ORA-30926: unable to get a stable set of rows in the source tables

I have a customer who gets: ORA-30926: unable to get a stable set of rows in the source tables:
Log show error Massage Error (30926)
13:52:19 (00:00:02.406) ERROR : Error (30926) (00:00:02.406) ORA-30926: Stabile Zeilengruppe in den Quelltabellen kann nicht eingelesen werden
TS03_MIN0100: UpdTable failed. Update inv_value in cMinTimeTable:
MERGE INTO HUBWBPMS5_ENTTS03005400223 a USING ( SELECT DISTINCT a.inv_value +
( a.inv_value_sum - h.inv_value ) AS inv_value , a.rowid xzfd_rid
FROM HUBWBPMS5_ENTTS03005700223 h , HUBWBPMS5_ENTTS03005400223 a
WHERE a.voucher_no = h.voucher_no AND a.sequence_no = h.max_seq_no
AND a.client = h.client ) xzfd_t ON ( xzfd_t.xzfd_rid = a.rowid )
WHEN MATCHED THEN
UPDATE
SET a.inv_value = xzfd_t.inv_value
I have checked for duplicate values in the tables but cant find anything unusual.

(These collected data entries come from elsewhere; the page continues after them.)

//! Platform detection utilities

use crate::{Result, RobopError};
use log::{debug, info, warn};
use std::fs;
use std::io::Write;
use std::process::{Child, Command, Stdio};

/// Detect if running in WSL (Windows Subsystem for Linux)
///
/// Checks for WSL-specific indicators in /proc/version and environment variables.
pub fn is_wsl() -> bool {
    if let Ok(contents) = fs::read_to_string("/proc/version") {
        let lower = contents.to_lowercase();
        if lower.contains("microsoft") || lower.contains("wsl") {
            return true;
        }
    }

    std::env::var("WSL_DISTRO_NAME").is_ok()
}

/// Point PulseAudio clients at the WSLg server when needed
///
/// On native Linux the default PulseAudio socket is left alone.
pub fn setup_pulseaudio() -> Result<()> {
    const WSLG_PULSE_PATH: &str = "/mnt/wslg/PulseServer";

    if std::env::var("PULSE_SERVER").is_ok() {
        debug!("PULSE_SERVER already set via environment");
        return Ok(());
    }

    if std::path::Path::new(WSLG_PULSE_PATH).exists() {
        info!("Auto-detected WSLG PulseAudio server at {}", WSLG_PULSE_PATH);
        std::env::set_var("PULSE_SERVER", format!("unix:{}", WSLG_PULSE_PATH));
        return Ok(());
    }

    if is_wsl() {
        warn!("WSLG PulseAudio server not found at {}", WSLG_PULSE_PATH);
        warn!("Install WSLg or set PULSE_SERVER to your PulseAudio server");
        return Err(RobopError::Other(
            "PulseAudio server not found. Install WSLg or set PULSE_SERVER.".to_string(),
        ));
    }

    Ok(())
}

/// Check that an executable runs with `--version`
pub fn probe_executable(program: &str) -> bool {
    Command::new(program)
        .arg("--version")
        .stdout(Stdio::null())
        .stderr(Stdio::null())
        .status()
        .map(|status| status.success())
        .unwrap_or(false)
}

/// Write `input` to a spawned child's stdin, then wait for it
///
/// The child is always reaped. A non-zero exit is reported with its stderr
/// even when the write failed (a tool that exits early closes its stdin);
/// the write error only surfaces if the tool claims success.
pub fn feed_and_wait(mut child: Child, program: &str, input: &[u8]) -> Result<()> {
    let written = match child.stdin.take() {
        Some(mut stdin) => stdin.write_all(input),
        None => Ok(()),
    };

    let output = child.wait_with_output()?;
    if !output.status.success() {
        return Err(RobopError::ExternalTool(format!(
            "{} failed ({}): {}",
            program,
            output.status,
            String::from_utf8_lossy(&output.stderr).trim()
        )));
    }

    if let Err(e) = written {
        warn!("{} exited successfully but did not take all input: {}", program, e);
        return Err(e.into());
    }
    Ok(())
}

#[cfg(test)]
mod tests {
    use super::*;

    #[test]
    fn test_is_wsl() {
        // Only checks that detection does not panic; the result is host dependent
        let _ = is_wsl();
    }

    #[test]
    fn test_probe_missing_executable() {
        assert!(!probe_executable("robop-no-such-program"));
    }

    fn spawn_sh(script: &str) -> Child {
        Command::new("sh")
            .args(["-c", script])
            .stdin(Stdio::piped())
            .stdout(Stdio::null())
            .stderr(Stdio::piped())
            .spawn()
            .unwrap()
    }

    #[test]
    fn test_feed_and_wait_success() {
        let child = spawn_sh("cat > /dev/null");
        assert!(feed_and_wait(child, "cat", b"hello").is_ok());
    }

    #[test]
    fn test_early_exit_reports_status_not_broken_pipe() {
        // exits without reading, so a large write hits a closed pipe
        let child = spawn_sh("echo 'no voice' >&2; exit 3");
        let input = vec![b'a'; 1 << 20];
        let err = feed_and_wait(child, "fake-tts", &input).unwrap_err();
        match err {
            RobopError::ExternalTool(msg) => {
                assert!(msg.contains("fake-tts"));
                assert!(msg.contains("no voice"));
            }
            other => panic!("expected ExternalTool, got {:?}", other),
        }
    }
}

Maybe someone has an idea that could be useful.
The query is:
Query causing error (temp table):
INSERT INTO HUBWBPMS5_ENTTS03005700228 ( agg_flag , ace_code , activity , category , client , cost_dep , description , dim1 , dim2 , dim3 , dim4 , inc_ref , inv_value , max_seq_no , pd , period , project , resource_id , resource_typ , trans_date , unit , voucher_no , work_order , work_type )

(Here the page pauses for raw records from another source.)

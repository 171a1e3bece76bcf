//! Text-to-speech generator abstraction
//!
//! The generator is an external program that renders text to a WAV file.
//! Robop never speaks through it directly; the file is played (and
//! optionally resynthesized) afterwards.

use crate::state::SessionState;
use crate::Result;
use std::path::{Path, PathBuf};

/// Everything the generator needs to render one utterance
#[derive(Debug, Clone, PartialEq, Eq)]
pub struct TtsRequest {
    /// Speech rate in words per minute
    pub speed: u32,
    /// Word gap in units of 10ms
    pub gap: u32,
    /// Pitch 0-99
    pub pitch: u32,
    /// Amplitude 0-200
    pub amp: u32,
    pub voice: String,
    pub output: PathBuf,
    pub text: String,
}

impl TtsRequest {
    /// Build a request from the current session parameters
    pub fn from_state(state: &SessionState, text: &str, output: &Path) -> Self {
        Self {
            speed: state.speed(),
            gap: state.gap(),
            pitch: state.pitch(),
            amp: state.amp(),
            voice: state.voice().to_string(),
            output: output.to_path_buf(),
            text: text.to_string(),
        }
    }
}

/// External text-to-speech generator
pub trait SpeechGenerator {
    /// Render text to `request.output`
    ///
    /// Returns once the generator has exited successfully.
    fn synthesize(&mut self, request: &TtsRequest) -> Result<()>;

    /// List installed voices, optionally only those for a language
    fn list_voices(&mut self, language: Option<&str>) -> Result<String>;
}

SELECT agg_flag , ace_code , activity , category , client , cost_dep , description , dim1 , dim2 , dim3 , dim4 , inc_ref , SUM ( inv_value ) inv_value , max_seq_no , pd , period , project , resource_id , resource_typ , trans_date , unit , voucher_no , work_order , work_type
FROM HUBWBPMS5_ENTTS03005400228
WHERE agg_flag = 1
GROUP BY agg_flag , ace_code , activity , category , client , cost_dep , description , dim1 , dim2 , dim3 , dim4 , period , trans_date , voucher_no , max_seq_no , inc_ref , pd , project , resource_id , resource_typ , unit , work_order , work_type
When you get that error, it will be from a MERGE statement, and it indicates that there are multiple rows in the source dataset that match to a row you're joining to in the target table, and as such, Oracle doesn't know which one to use to do the update.

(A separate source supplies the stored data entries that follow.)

//! Resynthesis engine
//!
//! Runs a WAV file through one or more registered models. Each model gets
//! the whole waveform at once (encode, then decode; no streaming), and its
//! output is shifted earlier by the model's known latency.

use crate::audio::resample::resample;
use crate::audio::{load_mono, write_wav};
use crate::models::ModelRegistry;
use crate::{Result, RobopError};
use log::{debug, info};
use std::path::{Path, PathBuf};

/// Output of one model for one input file
#[derive(Debug, Clone, PartialEq)]
pub struct Resynthesized {
    pub model: String,
    pub path: PathBuf,
    pub waveform: Vec<f32>,
    /// Rate the waveform was written at (the model's native rate)
    pub sample_rate: u32,
}

/// Shift `decoded` left by `remove` samples and zero the vacated tail
///
/// The length is unchanged: `decoded[i] = old[i + remove]` for
/// `i < len - remove`, and the last `remove` samples become `0.0`.
/// A window covering the whole waveform is a boundary error.
pub fn compensate_latency(model: &str, decoded: &mut [f32], remove: usize) -> Result<()> {
    if remove == 0 {
        return Ok(());
    }

    let len = decoded.len();
    if remove >= len {
        return Err(RobopError::Boundary {
            model: model.to_string(),
            remove,
            len,
        });
    }

    decoded.copy_within(remove.., 0);
    decoded[len - remove..].fill(0.0);
    Ok(())
}

/// Applies registered models to audio files
///
/// Models see their input at their own sample rate; input loaded at a
/// different rate is resampled per model.
pub struct ResynthesisEngine {
    registry: ModelRegistry,
    output_dir: PathBuf,
}

impl ResynthesisEngine {
    /// Create an engine writing its output files to `output_dir`
    pub fn new(registry: ModelRegistry, output_dir: impl Into<PathBuf>) -> Self {
        Self {
            registry,
            output_dir: output_dir.into(),
        }
    }

    pub fn registry(&self) -> &ModelRegistry {
        &self.registry
    }

    /// Output file for an input file and model: `<stem>_rave_<model>.wav`
    pub fn output_path(&self, input: &Path, model: &str) -> PathBuf {
        let stem = input
            .file_stem()
            .map(|s| s.to_string_lossy().into_owned())
            .unwrap_or_default();
        self.output_dir.join(format!("{}_rave_{}.wav", stem, model))
    }

    /// Resynthesize `input` with each named model, in the given order
    ///
    /// `None` means every registered model in registration order. All names
    /// are checked before any model runs, so an unknown name fails the whole
    /// call without writing anything.
    pub fn run(
        &mut self,
        input: &Path,
        input_rate: u32,
        models: Option<&[String]>,
    ) -> Result<Vec<Resynthesized>> {
        let names: Vec<String> = match models {
            Some(names) => names.to_vec(),
            None => self.registry.names(),
        };

        if let Some(missing) = names.iter().find(|n| !self.registry.contains(n)) {
            return Err(RobopError::ModelLookup(missing.clone()));
        }

        let waveform = load_mono(input, input_rate)?;
        debug!(
            "Resynthesizing {} ({} samples) with {:?}",
            input.display(),
            waveform.len(),
            names
        );

        let mut results = Vec::with_capacity(names.len());
        for name in names {
            let path = self.output_path(input, &name);
            let model = self
                .registry
                .get_mut(&name)
                .ok_or_else(|| RobopError::ModelLookup(name.clone()))?;

            let model_rate = model.spec().sample_rate;
            let latent = if model_rate == input_rate {
                model.encode(&waveform)?
            } else {
                debug!("Resampling {} Hz input to {} Hz for {}", input_rate, model_rate, name);
                let resampled = resample(waveform.clone(), input_rate, model_rate)
                    .map_err(|e| RobopError::audio(input, e))?;
                model.encode(&resampled)?
            };
            let mut decoded = model.decode(&latent)?;

            let spec = model.spec();
            if spec.latency_seconds > 0.0 {
                compensate_latency(&name, &mut decoded, spec.latency_samples())?;
            }

            write_wav(&path, &decoded, spec.sample_rate)?;
            info!("Wrote file: {}", path.display());

            results.push(Resynthesized {
                sample_rate: spec.sample_rate,
                model: name,
                path,
                waveform: decoded,
            });
        }

        Ok(results)
    }
}

#[cfg(test)]
mod tests {
    use super::*;

    #[test]
    fn test_zero_window_is_noop() {
        let mut samples = vec![1.0, 2.0, 3.0];
        compensate_latency("m", &mut samples, 0).unwrap();
        assert_eq!(samples, [1.0, 2.0, 3.0]);
    }

    #[test]
    fn test_shift_and_zero() {
        let mut samples = vec![1.0, 2.0, 3.0, 4.0, 5.0];
        compensate_latency("m", &mut samples, 2).unwrap();
        assert_eq!(samples, [3.0, 4.0, 5.0, 0.0, 0.0]);
    }

    #[test]
    fn test_window_equal_to_length() {
        let mut samples = vec![1.0, 2.0, 3.0];
        let err = compensate_latency("m", &mut samples, 3).unwrap_err();
        assert!(matches!(err, RobopError::Boundary { remove: 3, len: 3, .. }));
        assert_eq!(samples, [1.0, 2.0, 3.0]);
    }

    #[test]
    fn test_window_longer_than_waveform() {
        let mut samples = vec![1.0, 2.0];
        let err = compensate_latency("m", &mut samples, 10).unwrap_err();
        assert!(matches!(err, RobopError::Boundary { remove: 10, len: 2, .. }));
    }

    #[test]
    fn test_output_path() {
        let engine = ResynthesisEngine::new(ModelRegistry::new(), "/tmp/wav");
        assert_eq!(
            engine.output_path(Path::new("/tmp/wav/tts_raw3.wav"), "human"),
            PathBuf::from("/tmp/wav/tts_raw3_rave_human.wav")
        );
    }
}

Taking your merge statement:
MERGE INTO HUBWBPMS5_ENTTS03005400223 a
USING (SELECT DISTINCT a.inv_value + ( a.inv_value_sum - h.inv_value ) AS inv_value,
a.rowid xzfd_rid
FROM HUBWBPMS5_ENTTS03005700223 h,
HUBWBPMS5_ENTTS03005400223 a
WHERE a.voucher_no = h.voucher_no
AND a.sequence_no = h.max_seq_no
AND a.client = h.client) xzfd_t
ON (xzfd_t.xzfd_rid = a.rowid)
WHEN MATCHED THEN
UPDATE SET a.inv_value = xzfd_t.inv_value;
it looks like the join between the two tables HUBWBPMS5_ENTTS03005700223 and HUBWBPMS5_ENTTS03005400223 in the xzfd_t subquery causes multiple rows to be returned for one or more of the HUBWBPMS5_ENTTS03005400223 rows (ie. you get multiple rows returned for at least one a.rowid).
To check this, run:
SELECT xzfd_rid,
COUNT(*) cnt
FROM (SELECT DISTINCT a.inv_value + ( a.inv_value_sum - h.inv_value ) AS inv_value,
a.rowid xzfd_rid
FROM HUBWBPMS5_ENTTS03005700223 h,
HUBWBPMS5_ENTTS03005400223 a
WHERE a.voucher_no = h.voucher_no
AND a.sequence_no = h.max_seq_no
AND a.client = h.client)
GROUP BY xzfd_rid
HAVING COUNT(*) > 1;
In order to fix this, you'd need to make the xzfd_t subquery return a single row for each xzfd_rid. Possibly using row_number() to pick a single row, or an aggregate query to sum up all the h.inv_value fields per a.rowid instead of the DISTINCT.